_Task instructions_
Reproduce the listing below precisely, leaving every line intact.

________________________________________

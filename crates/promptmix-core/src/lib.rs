pub mod blacklist;
pub mod concepts;
pub mod config;
pub mod error;
pub mod generator;
pub mod phrase;
pub mod sampler;

pub use blacklist::{
    BlacklistFormat, BlacklistItem, BlacklistRecord, BlacklistRegistry, FilterOutcome,
};
pub use concepts::{
    BuiltinCategory, ConceptFile, ConceptFileEditor, ConceptKind, ConceptsStore,
    BUILTIN_CATEGORIES,
};
pub use config::{Config, ConceptsConfig};
pub use error::{PromptMixError, Result};
pub use generator::ConceptGenerator;
pub use phrase::{PhraseCombiner, PhraseSettings};
pub use sampler::{adjust_range, Population, Sampler};
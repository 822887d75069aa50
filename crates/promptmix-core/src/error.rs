use std::path::PathBuf;
use thiserror::Error;

#[derive(Debug, Error)]
pub enum PromptMixError {
    #[error("Concepts directory does not exist or is not a directory: {path}")]
    InvalidConceptsDir { path: PathBuf },

    #[error("Not enough concepts to sample: requested at least {requested}, {available} available after filtering")]
    PopulationExhausted { requested: usize, available: usize },

    #[error("Invalid blacklist import: {message}")]
    ImportFormat { message: String },

    #[error("Unsupported blacklist format for file: {path}")]
    UnsupportedFormat { path: PathBuf },

    #[error("Failed to parse config {path}: {message}")]
    ConfigParse { path: PathBuf, message: String },

    #[error("Unknown config key: {key}")]
    ConfigKeyNotFound { key: String },

    #[error("Invalid config value for {key}: {message}")]
    ConfigValue { key: String, message: String },

    #[error("Unknown concept kind: {name}")]
    UnknownKind { name: String },

    #[error("Unknown category: {name}")]
    UnknownCategory { name: String },

    #[error("IO error: {0}")]
    Io(#[from] std::io::Error),

    #[error("JSON error: {0}")]
    Json(#[from] serde_json::Error),

    #[error("CSV error: {0}")]
    Csv(#[from] csv::Error),

    #[error("Glob pattern error: {0}")]
    GlobPattern(#[from] glob::PatternError),

    #[error("Home directory not found")]
    HomeNotFound,
}

pub type Result<T> = std::result::Result<T, PromptMixError>;

impl PromptMixError {
    pub fn exit_code(&self) -> i32 {
        match self {
            Self::InvalidConceptsDir { .. } => 2,
            Self::PopulationExhausted { .. } => 3,
            Self::ImportFormat { .. } | Self::UnsupportedFormat { .. } => 4,
            Self::ConfigParse { .. } | Self::ConfigKeyNotFound { .. } | Self::ConfigValue { .. } => {
                5
            }
            Self::UnknownKind { .. } | Self::UnknownCategory { .. } => 6,
            _ => 1,
        }
    }
}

________________________________________

_Response area_
filename crates/promptmix-core/src/lib.rs
pub mod blacklist;
pub mod concepts;
pub mod config;
pub mod error;
pub mod generator;
pub mod phrase;
pub mod sampler;

pub use blacklist::{
    BlacklistFormat, BlacklistItem, BlacklistRecord, BlacklistRegistry, FilterOutcome,
};
pub use concepts::{
    BuiltinCategory, ConceptFile, ConceptFileEditor, ConceptKind, ConceptsStore,
    BUILTIN_CATEGORIES,
};
pub use config::{Config, ConceptsConfig};
pub use error::{PromptMixError, Result};
pub use generator::ConceptGenerator;
pub use phrase::{PhraseCombiner, PhraseSettings};
pub use sampler::{adjust_range, Population, Sampler};
repository 822887d75069aa50
filename crates/promptmix-core/src/error.rs
use std::path::PathBuf;
use thiserror::Error;

#[derive(Debug, Error)]
pub enum PromptMixError {
    #[error("Concepts directory does not exist or is not a directory: {path}")]
    InvalidConceptsDir { path: PathBuf },

    #[error("Not enough concepts to sample: requested at least {requested}, {available} available after filtering")]
    PopulationExhausted { requested: usize, available: usize },

    #[error("Invalid blacklist import: {message}")]
    ImportFormat { message: String },

    #[error("Unsupported blacklist format for file: {path}")]
    UnsupportedFormat { path: PathBuf },

    #[error("Failed to parse config {path}: {message}")]
    ConfigParse { path: PathBuf, message: String },

    #[error("Unknown config key: {key}")]
    ConfigKeyNotFound { key: String },

    #[error("Invalid config value for {key}: {message}")]
    ConfigValue { key: String, message: String },

    #[error("Unknown concept kind: {name}")]
    UnknownKind { name: String },

    #[error("Unknown category: {name}")]
    UnknownCategory { name: String },

    #[error("IO error: {0}")]
    Io(#[from] std::io::Error),

    #[error("JSON error: {0}")]
    Json(#[from] serde_json::Error),

    #[error("CSV error: {0}")]
    Csv(#[from] csv::Error),

    #[error("Glob pattern error: {0}")]
    GlobPattern(#[from] glob::PatternError),

    #[error("Home directory not found")]
    HomeNotFound,
}

pub type Result<T> = std::result::Result<T, PromptMixError>;

impl PromptMixError {
    pub fn exit_code(&self) -> i32 {
        match self {
            Self::InvalidConceptsDir { .. } => 2,
            Self::PopulationExhausted { .. } => 3,
            Self::ImportFormat { .. } | Self::UnsupportedFormat { .. } => 4,
            Self::ConfigParse { .. } | Self::ConfigKeyNotFound { .. } | Self::ConfigValue { .. } => {
                5
            }
            Self::UnknownKind { .. } | Self::UnknownCategory { .. } => 6,
            _ => 1,
        }
    }
}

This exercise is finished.